Exercise requirements:
In the entries below, find each line bearing the string "super" and copy it.

Material provided:
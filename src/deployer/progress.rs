//! Cost-weighted deployment progress.
//!
//! Setup reports fixed checkpoints; the remaining 95% is shared out between the
//! contained items in proportion to their estimated cost. The tracker never reports
//! a value lower than one it already reported.

use std::fmt;
use std::sync::Arc;

use crate::core::ItemTemplate;

/// Caller-supplied sink for progress percentages.
pub type ProgressCallback = Arc<dyn Fn(f64) + Send + Sync>;

/// Share of the bar given to item creation.
pub const ITEMS_SHARE: f64 = 95.0;
/// Reported when the run starts.
pub const STARTED: f64 = 0.0;
/// Reported once the destination folder exists.
pub const FOLDER_READY: f64 = 2.0;
/// Reported once the Solution item exists.
pub const SOLUTION_ITEM_CREATED: f64 = 3.0;
pub const COMPLETE: f64 = 100.0;

/// Sum of the templates' cost factors, floored at 1.
pub fn estimate_deployment_cost(templates: &[ItemTemplate]) -> f64 {
    templates.iter().map(|template| template.estimated_cost.max(0.0)).sum::<f64>().max(1.0)
}

/// Percentage points one unit of cost is worth.
pub fn progress_percent_step(total_cost: f64) -> f64 {
    ITEMS_SHARE / total_cost.max(1.0)
}

/// Monotonic progress accumulator for one run.
pub struct ProgressTracker {
    sink: Option<ProgressCallback>,
    percent: f64,
    step: f64,
}

impl fmt::Debug for ProgressTracker {
    fn fmt(&self, f: &mut fmt::Formatter<'_>) -> fmt::Result {
        f.debug_struct("ProgressTracker")
            .field("percent", &self.percent)
            .field("step", &self.step)
            .field("has_sink", &self.sink.is_some())
            .finish()
    }
}

impl ProgressTracker {
    pub fn new(sink: Option<ProgressCallback>) -> Self {
        Self {
            sink,
            percent: 0.0,
            step: ITEMS_SHARE,
        }
    }

    /// Size the per-cost step for the templates about to be created.
    pub fn begin_items(&mut self, templates: &[ItemTemplate]) {
        self.step = progress_percent_step(estimate_deployment_cost(templates));
    }

    /// Report `percent`, clamped so the reported sequence never decreases.
    pub fn report(&mut self, percent: f64) {
        self.percent = percent.clamp(self.percent, COMPLETE);
        if let Some(sink) = &self.sink {
            sink(self.percent);
        }
    }

    /// Advance by one completed item of the given cost.
    pub fn advance(&mut self, cost: f64) {
        self.report(self.percent + self.step * cost.max(0.0));
    }

    pub fn percent(&self) -> f64 {
        self.percent
    }
}
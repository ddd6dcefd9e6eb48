//! The run-scoped substitution dictionary and placeholder resolution.

use serde_json::{Map, Value};
use std::collections::HashSet;

use super::placeholder::{Located, scan};
use super::transforms::value_to_string;
use crate::core::DeployError;

/// What to do with a placeholder whose path is absent from the dictionary.
///
/// Every call site picks its policy explicitly:
/// - [`ResolvePolicy::strict`] fails on any missing path.
/// - [`ResolvePolicy::lenient`] leaves missing tokens in place.
/// - [`requiring`](ResolvePolicy::requiring) makes tokens under specific roots
///   mandatory even when lenient.
/// - [`deferring`](ResolvePolicy::deferring) leaves tokens under specific roots in
///   place even when a value is known (used for circular partners).
///
/// A token with a `||default` never fails; the default is used instead.
#[derive(Debug, Clone, Default)]
pub struct ResolvePolicy {
    strict: bool,
    required_roots: HashSet<String>,
    deferred_roots: HashSet<String>,
}

impl ResolvePolicy {
    pub fn strict() -> Self {
        Self {
            strict: true,
            ..Self::default()
        }
    }

    pub fn lenient() -> Self {
        Self::default()
    }

    #[must_use]
    pub fn requiring<I, S>(mut self, roots: I) -> Self
    where
        I: IntoIterator<Item = S>,
        S: Into<String>,
    {
        self.required_roots.extend(roots.into_iter().map(Into::into));
        self
    }

    #[must_use]
    pub fn deferring<I, S>(mut self, roots: I) -> Self
    where
        I: IntoIterator<Item = S>,
        S: Into<String>,
    {
        self.deferred_roots.extend(roots.into_iter().map(Into::into));
        self
    }

    fn defers(&self, root: &str) -> bool {
        self.deferred_roots.contains(root)
    }

    fn requires(&self, root: &str) -> bool {
        self.strict || self.required_roots.contains(root)
    }
}

/// Nested key/value store addressed by dotted paths.
///
/// Created once per deployment and dropped when the run ends. Writes go through
/// [`set`](Self::set), which refuses to change a value that is already present:
/// once an item's destination id is recorded it stays fixed for the run.
#[derive(Debug, Clone, Default, PartialEq)]
pub struct SubstitutionDictionary {
    root: Map<String, Value>,
}

impl SubstitutionDictionary {
    pub fn new() -> Self {
        Self::default()
    }

    /// Dictionary pre-populated with caller-supplied seed values.
    pub fn from_seed(seed: Map<String, Value>) -> Self {
        Self { root: seed }
    }

    /// Look up the value at a dotted path.
    pub fn get(&self, path: &str) -> Option<&Value> {
        let mut segments = path.split('.');
        let first = segments.next()?;
        let mut current = self.root.get(first)?;
        for segment in segments {
            current = match current {
                Value::Object(map) => map.get(segment)?,
                Value::Array(items) => items.get(segment.parse::<usize>().ok()?)?,
                _ => return None,
            };
        }
        Some(current)
    }

    pub fn contains(&self, path: &str) -> bool {
        self.get(path).is_some()
    }

    /// Insert or merge a value at a dotted path.
    ///
    /// - Missing intermediate objects are created.
    /// - Two objects at the same path merge shallowly; keys from `value` win.
    /// - Writing an equal value again is a no-op.
    ///
    /// # Errors
    ///
    /// [`DeployError::SubstitutionConflict`] when a different non-object value is
    /// already present at `path`, or when an intermediate segment holds a
    /// non-object value.
    pub fn set(&mut self, path: &str, value: Value) -> Result<(), DeployError> {
        let conflict = || DeployError::SubstitutionConflict {
            path: path.to_string(),
        };

        let segments: Vec<&str> = path.split('.').collect();
        let (leaf, parents) = segments.split_last().ok_or_else(conflict)?;

        let mut current = &mut self.root;
        for segment in parents {
            let entry =
                current.entry(segment.to_string()).or_insert_with(|| Value::Object(Map::new()));
            current = entry.as_object_mut().ok_or_else(conflict)?;
        }

        match current.get_mut(*leaf) {
            None => {
                current.insert(leaf.to_string(), value);
                Ok(())
            }
            Some(Value::Object(existing)) if value.is_object() => {
                if let Value::Object(incoming) = value {
                    existing.extend(incoming);
                }
                Ok(())
            }
            Some(existing) if *existing == value => Ok(()),
            Some(_) => Err(conflict()),
        }
    }

    /// Record the destination id of a source item under `<source_id>.itemId`.
    pub fn record_item_id(&mut self, source_id: &str, destination_id: &str) -> Result<(), DeployError> {
        self.set(&format!("{source_id}.itemId"), Value::String(destination_id.to_string()))
    }

    /// Destination id recorded for a source item, if it has been created.
    pub fn item_id(&self, source_id: &str) -> Option<&str> {
        self.get(&format!("{source_id}.itemId")).and_then(Value::as_str)
    }

    /// The dictionary as a JSON object.
    pub fn to_value(&self) -> Value {
        Value::Object(self.root.clone())
    }

    /// Deep copy of `template` with every placeholder substituted.
    ///
    /// Strings inside arrays and objects are resolved recursively; object keys and
    /// non-string scalars are copied unchanged. Resolution is a pure function of
    /// the dictionary state and the input.
    ///
    /// # Errors
    ///
    /// - [`DeployError::MissingSubstitution`] for a missing path the policy requires
    /// - [`DeployError::UnknownTransform`] for a resolved token naming an unknown transform
    pub fn resolve(&self, template: &Value, policy: &ResolvePolicy) -> Result<Value, DeployError> {
        match template {
            Value::String(text) => self.resolve_str(text, policy),
            Value::Array(items) => items
                .iter()
                .map(|item| self.resolve(item, policy))
                .collect::<Result<Vec<_>, _>>()
                .map(Value::Array),
            Value::Object(map) => {
                let mut resolved = Map::with_capacity(map.len());
                for (key, value) in map {
                    resolved.insert(key.clone(), self.resolve(value, policy)?);
                }
                Ok(Value::Object(resolved))
            }
            other => Ok(other.clone()),
        }
    }

    /// Resolve the placeholders in one string.
    ///
    /// When the whole string is a single placeholder, the resolved value replaces it
    /// with its own type (a number stays a number, an object stays an object).
    /// Otherwise each token is replaced by the value's string form.
    pub fn resolve_str(&self, text: &str, policy: &ResolvePolicy) -> Result<Value, DeployError> {
        let tokens = scan(text);
        if tokens.is_empty() {
            return Ok(Value::String(text.to_string()));
        }

        if let [only] = tokens.as_slice()
            && only.start == 0
            && only.end == text.len()
        {
            return Ok(self
                .lookup(only, policy)?
                .unwrap_or_else(|| Value::String(text.to_string())));
        }

        let mut output = String::with_capacity(text.len());
        let mut cursor = 0;
        for located in &tokens {
            output.push_str(&text[cursor..located.start]);
            match self.lookup(located, policy)? {
                Some(value) => output.push_str(&value_to_string(&value)),
                None => output.push_str(located.placeholder.token),
            }
            cursor = located.end;
        }
        output.push_str(&text[cursor..]);
        Ok(Value::String(output))
    }

    /// `Ok(None)` means "leave the token as written".
    fn lookup(&self, located: &Located<'_>, policy: &ResolvePolicy) -> Result<Option<Value>, DeployError> {
        let placeholder = &located.placeholder;
        let root = placeholder.root();
        if policy.defers(root) {
            return Ok(None);
        }

        match self.get(placeholder.path) {
            Some(value) => Ok(Some(placeholder.transform()?.apply(value))),
            None => match placeholder.default {
                Some(default) => Ok(Some(Value::String(default.to_string()))),
                None if policy.requires(root) => Err(DeployError::MissingSubstitution {
                    path: placeholder.path.to_string(),
                }),
                None => Ok(None),
            },
        }
    }

    /// Placeholders in `template` still rooted at one of `roots` after resolution.
    pub fn unresolved_roots<'a>(template: &Value, roots: &'a [String]) -> Vec<&'a str> {
        let mut found: Vec<&str> = Vec::new();
        collect_roots(template, roots, &mut found);
        found
    }
}

fn collect_roots<'a>(value: &Value, roots: &'a [String], found: &mut Vec<&'a str>) {
    match value {
        Value::String(text) => {
            for located in scan(text) {
                if let Some(root) = roots.iter().find(|r| r.as_str() == located.placeholder.root())
                    && !found.contains(&root.as_str())
                {
                    found.push(root.as_str());
                }
            }
        }
        Value::Array(items) => items.iter().for_each(|item| collect_roots(item, roots, found)),
        Value::Object(map) => map.values().for_each(|item| collect_roots(item, roots, found)),
        _ => {}
    }
}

Response area:
use super::placeholder::{Located, scan};
use super::transforms::value_to_string;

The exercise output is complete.